Еще много лет назад Иван Терентьевич получил право на бесплатные путевки и бесплатный проезд к «месту отдыха», но от всяких предложений относительно этих бесплатных благ отмахивался с глубокой душевной неловкостью. Больше того, за делами не брал отпуска вообще. То есть приказы по институту были — нельзя же нарушать букву КЗоТа, — приказы были, но они не касались ни его занятий в лабораториях, ни его семинаров, ни тем более работы в поле. Шел в поле в пять утра по росе — вот и весь отдых.
И вот вдруг решил поехать в леса. Пятого декабря использовал право на труд, а шестого выехал.
Иван Терентьевич не только не сожалел тогда, что поддался на Людины уговоры и поехал в дом отдыха, но и радовался нежданной затерянности в пространстве зимних лесов. Это было первое отлучение от каждодневных дел.
А начинались большие хвойные леса прямо за речкой. Наизволок в них уходила давно не езженная дорога. В полукилометре от дороги и в километре от опушки стоял сине-голубой дом отдыха.
Накануне приезда Ивана Терентьевича ветер сломал ель у заколоченного на зиму флигеля, а третьего дня сорвал беличье гайно. Несколько вечеров кряду не было ни электричества, ни телефонной связи с миром.
Ветер сменялся морозами, а морозы — ветром, и казалось, что послабление в погоде уже невозможно.
Земля была черна, и все вокруг — безжизненно; лишь в дальних чащах изредка удавалось застать за работой поползней и корольков да к столовой в обеденный час прилетали сойки — они молчаливо рассаживались на ветках ожидая, когда кто-нибудь покрошит на крыльце хлеба.
В довершение всего однажды загулял истопник — и загулял ветер по дому, деревянный дом мгновенно остыл, наполнился вдруг гулкими шагами и скрипом половиц, точно и он промерз насквозь.
Немногочисленные его обитатели, в основном люди пенсионного возраста, обычно коротали время в уютном холле на втором этаже. Здесь были мягкие ковровые дорожки, на стенке мерно стучали часы, и сквозь свист разбойничьего ветра можно было разобрать, как тяжелый стон шел лесом. В такие погоды хорошо говорилось о старых новостях, о здоровье — ведь у каждого было сердце, печень. Такие погоды вызывали досаду, но приносили и умиротворенье, потому что позволяли толковать о досужих пустяках вдоволь.
Времяпрепровождению в холле Иван Терентьевич предпочитал бесприютные эти леса в начале зимы, это стылое запустение в природе. Днями он пропадал в долгомошниках и борах, ходил заросшими черным подлеском просеками, ничуть не заботясь об ориентирах, о бесхлопотном возвращении обратно. И всякий раз неизменно плутал.

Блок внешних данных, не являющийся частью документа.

mod api;
mod app;
mod banner;
mod input;
mod logging;
mod shutdown;
mod state;

use anyhow::Context;
use clap::Parser;
use std::path::PathBuf;
use std::sync::{Arc, Mutex};
use std::thread::JoinHandle;
use std::time::Instant;
use tokio::sync::broadcast;
use vforx_core::bus::StereoBuffer;
use vforx_core::config::{self, Runtime};
use vforx_core::reconstructor::FileSpectrumReconstructor;
use vforx_core::redraw::RedrawCoordinator;
use vforx_core::receiver::Receiver;
use vforx_core::waterfall::{self, WaterfallImage, WaterfallView};

#[derive(Debug, Parser)]
#[command(name = "vforx", version, about = "Multi-channel receiver with waterfall history")]
struct Args {
    /// JSON configuration file.
    #[arg(short, long, default_value = "config.json")]
    config: PathBuf,

    /// Debug logging for the vforx crates (ignored when RUST_LOG is set).
    #[arg(long)]
    debug: bool,

    /// Directory for daily-rolling log files.
    #[arg(long)]
    log_dir: Option<PathBuf>,

    #[arg(long)]
    no_file_log: bool,
}

#[tokio::main]
async fn main() -> anyhow::Result<()> {
    let args = Args::parse();
    let _guards = logging::init(&logging::LoggingConfig {
        debug: args.debug,
        log_dir: if args.no_file_log {
            None
        } else {
            Some(args.log_dir.clone().unwrap_or_else(logging::default_log_dir))
        },
        ..Default::default()
    })?;

    let cfg = config::load_from_file(&args.config)?;
    let rt = cfg.runtime()?;

    let source = Receiver::open_source(|| input::open(&cfg.input), rt.input_rate, rt.center_hz);
    banner::log_startup_banner(&cfg, &rt, source.name());
    let receiver = Receiver::new(source, rt.receiver.clone()).context("build receiver")?;
    let receiver = Arc::new(Mutex::new(receiver));

    let (events, _) = broadcast::channel(64);
    let history = open_history(&rt, events.clone())?;

    let flag = shutdown::ShutdownFlag::default();
    let stream = spawn_stream(
        Arc::clone(&receiver),
        input::needs_pacing(&cfg.input).then_some(rt.input_rate),
        flag.clone(),
    )?;

    let state = Arc::new(state::AppState::new(cfg, rt, receiver, history, events));
    let served = app::serve(state, flag.clone()).await;

    flag.set();
    if stream.join().is_err() {
        tracing::error!("stream thread panicked");
    }
    served
}

fn open_history(
    rt: &Runtime,
    events: broadcast::Sender<vforx_core::redraw::RedrawEvent>,
) -> anyhow::Result<Option<state::History>> {
    let Some(hcfg) = rt.history.clone() else {
        tracing::info!("no recording configured; waterfall history disabled");
        return Ok(None);
    };
    let image = Arc::new(WaterfallImage::new(
        hcfg.fft.size,
        rt.waterfall_lines,
        rt.ms_per_line,
    ));
    let view: Arc<dyn WaterfallView> = image.clone();
    let recon = FileSpectrumReconstructor::new(hcfg, waterfall::line_sink(Arc::clone(&view)))
        .context("start reconstructor")?;
    let end_ms = recon.history_end_ms()?;
    tracing::info!(
        threads = recon.threads(),
        start_ms = recon.history_start_ms(),
        end_ms,
        "waterfall history ready"
    );
    let reconstructor = Arc::new(Mutex::new(recon));

    // Start one image height behind the end so the first seek fills every row.
    let span_ms = (rt.waterfall_lines as f64 * rt.ms_per_line).round() as i64;
    let coordinator =
        RedrawCoordinator::spawn(Arc::clone(&reconstructor), view, events, end_ms - span_ms)?;
    coordinator.seek(end_ms);

    Ok(Some(state::History::new(image, coordinator, &reconstructor)))
}

fn spawn_stream(
    receiver: Arc<Mutex<Receiver>>,
    pace_rate: Option<f64>,
    flag: shutdown::ShutdownFlag,
) -> anyhow::Result<JoinHandle<()>> {
    std::thread::Builder::new()
        .name("rx-stream".to_string())
        .spawn(move || {
            let mut out = StereoBuffer::default();
            let mut reader = state::lock_receiver(&receiver).block_reader();
            let mut pacer = pace_rate.map(input::Pacer::new);
            let mut total: u64 = 0;
            while !flag.is_set() {
                // Blocking reads happen outside the receiver lock.
                let block = match reader.read() {
                    Ok([]) => {
                        tracing::info!(samples = total, "input ended");
                        break;
                    }
                    Ok(block) => block,
                    Err(e) => {
                        tracing::warn!(error = ?e, samples = total, "input read failed; stopping stream");
                        break;
                    }
                };
                let n = block.len();
                state::lock_receiver(&receiver).run_block(block, &mut out);
                total += n as u64;
                // No audio sink: the mixed block is discarded.
                out.clear();
                if let Some(wait) = pacer.as_mut().and_then(|p| p.advance(n, Instant::now())) {
                    std::thread::sleep(wait);
                }
            }
            tracing::debug!("stream thread exiting");
        })
        .context("spawn stream thread")
}

#[cfg(test)]
mod tests {
    use super::*;

    #[test]
    fn cli_defaults() {
        let args = Args::parse_from(["vforx"]);
        assert_eq!(args.config, PathBuf::from("config.json"));
        assert!(!args.debug && !args.no_file_log);
        let args = Args::parse_from(["vforx", "-c", "rx.json", "--debug", "--no-file-log"]);
        assert_eq!(args.config, PathBuf::from("rx.json"));
        assert!(args.debug && args.no_file_log);
    }

    #[test]
    fn sample_config_is_loadable() {
        let path = std::path::Path::new(env!("CARGO_MANIFEST_DIR")).join("../../config.example.json");
        let cfg: config::Config = config::load_from_file(&path).expect("example config");
        assert!(cfg.runtime().is_ok());
    }
}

А по вечерам уходил в свою комнату, пододвигал к изголовью настольную лампу или свечу в граненом стакане, если не было света, забирался под одеяло и, подложив какой-нибудь плотный журнал, писал «Хронику еловых лесов». На ночь он читал по стихотворению Фета.
Наутро же, достав сигарету и пробормотав: «Ну что ты там сморозил об этих морозах?..» — пробегал глазами последние записи, докуривая сигарету, наслаждаясь теплом, которое хранила постель, торопливо одевался, торопливо завтракал, поднимал воротник пальто и вновь отправлялся в леса.
Конечно, он так же, как и те старички, что собирались в дремотном холле, привез сюда многое из того, чем жил прежде: от себя-то куда же денешься? Когда не было полевых работ, он начинал свой день дома с романса «Гори, гори, моя звезда», который негромко пел, подыгрывая себе на гитаре. И лишь потом брался за рукописи. Рукописи, как правило, были залиты кофе. Значонок добродушно чертыхался, оправдывался невесть перед кем: «Ничего, что Гек был разиня — зато Гек умел петь песни».